The word functional is meant to describe a more holistic approach to rehabilitation. Many traditional types of physical therapy only prescribe generic groups of exercises based on a condition. Traditional protocols are still a great place to start, and can be effective. However, functional rehabilitation can often uncover the deeper levels of impairment.
There are three stages of progression. Stage 1 is making sure that the brain is communicating with appropriate muscles. Essentially, it is checking for coordination and the ability of a muscle to activate the way that it’s supposed to. If not, therapies such as myofascial release, spinal manipulation or acupuncture can often be used to reflexively ‘wake up a muscle’. Additionally, there are easy isolation exercises that can be taught to learn to engage muscles correctly.
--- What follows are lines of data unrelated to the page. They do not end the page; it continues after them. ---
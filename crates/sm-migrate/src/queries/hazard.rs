// Hazards - guard conditions that could observe the accumulation target

use super::CollectionRef;
use sm_core::ast::{ExprKind, NodeId, Tree};
use sm_core::semantics::Host;

/// Whether evaluating `condition` may read state that the accumulation
/// mutates.
///
/// A named target is hazardous as soon as the condition mentions it. For the
/// implicit receiver any call on `this`/`super` (qualified or not) and any
/// bare `this` handed to a call counts, since either may reach the receiver's
/// contents. Lambda bodies are not inspected.
pub fn condition_observes_target(
    host: &dyn Host,
    tree: &Tree,
    condition: NodeId,
    target: &CollectionRef,
) -> bool {
    match target {
        CollectionRef::Variable(var) => !host.references_in(tree, *var, condition).is_empty(),
        CollectionRef::ImplicitReceiver => tree
            .descendants_where(condition, |tree, node| {
                !matches!(tree.expr(node), Some(ExprKind::Lambda(_)))
            })
            .into_iter()
            .any(|id| reads_receiver(tree, id)),
    }
}

fn reads_receiver(tree: &Tree, id: NodeId) -> bool {
    match tree.expr(id) {
        Some(ExprKind::Call(call)) => match call.receiver {
            None => true,
            Some(receiver) => matches!(tree.expr(receiver), Some(ExprKind::This | ExprKind::Super)),
        },
        Some(ExprKind::This) => tree
            .parent(id)
            .and_then(|parent| tree.expr(parent))
            .is_some_and(|parent| match parent {
                ExprKind::Call(call) => call.args.contains(&id),
                ExprKind::New(new) => new.args.contains(&id),
                _ => false,
            }),
        _ => false,
    }
}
Stage 2 is checking for core stability. The ‘core’ is the pelvis and all of the muscles that attach to the pelvis. It is the center of gravity and the location where all movements begin. If muscles in this area aren’t stable, basic everyday movements will be faulty. It is important to note that there is a difference between strength and stability. Our evaluations can determine if stability is a factor in the painful condition.
In stage 3, movement patterns are observed looking for subtle flaws. During childhood, most of us unconsciously start to develop how we move. This way of moving then carries over into adulthood. For some people, their adopted movements can be a cause of their low back pain or neck pain. This can especially be the case with recurring back injuries related to movements such as bending or lifting.
Breaking the process up into stages helps to start the rehab process at each patient’s current level of ability. This is great for anyone that has been discouraged with physical therapy in the past. There are sometimes complaints of therapy being too easy or too difficult. It can be too easy if a patient is being encouraged to do basic isolation exercises and they’re an athlete who really has a movement issue. Physical therapy can be too difficult if someone has a particular muscle that is a weakest link, and they’re being taught advanced movement based exercises.
If dealing with an injury, it is important to get evaluated by a spine specialist before attempting rehabilitation. For best results, imbalances should be discovered in order to come up with an effective plan. If there are areas of tightness or restrictions, stretching, myofascial release and chiropractic adjustments should be used along with exercises.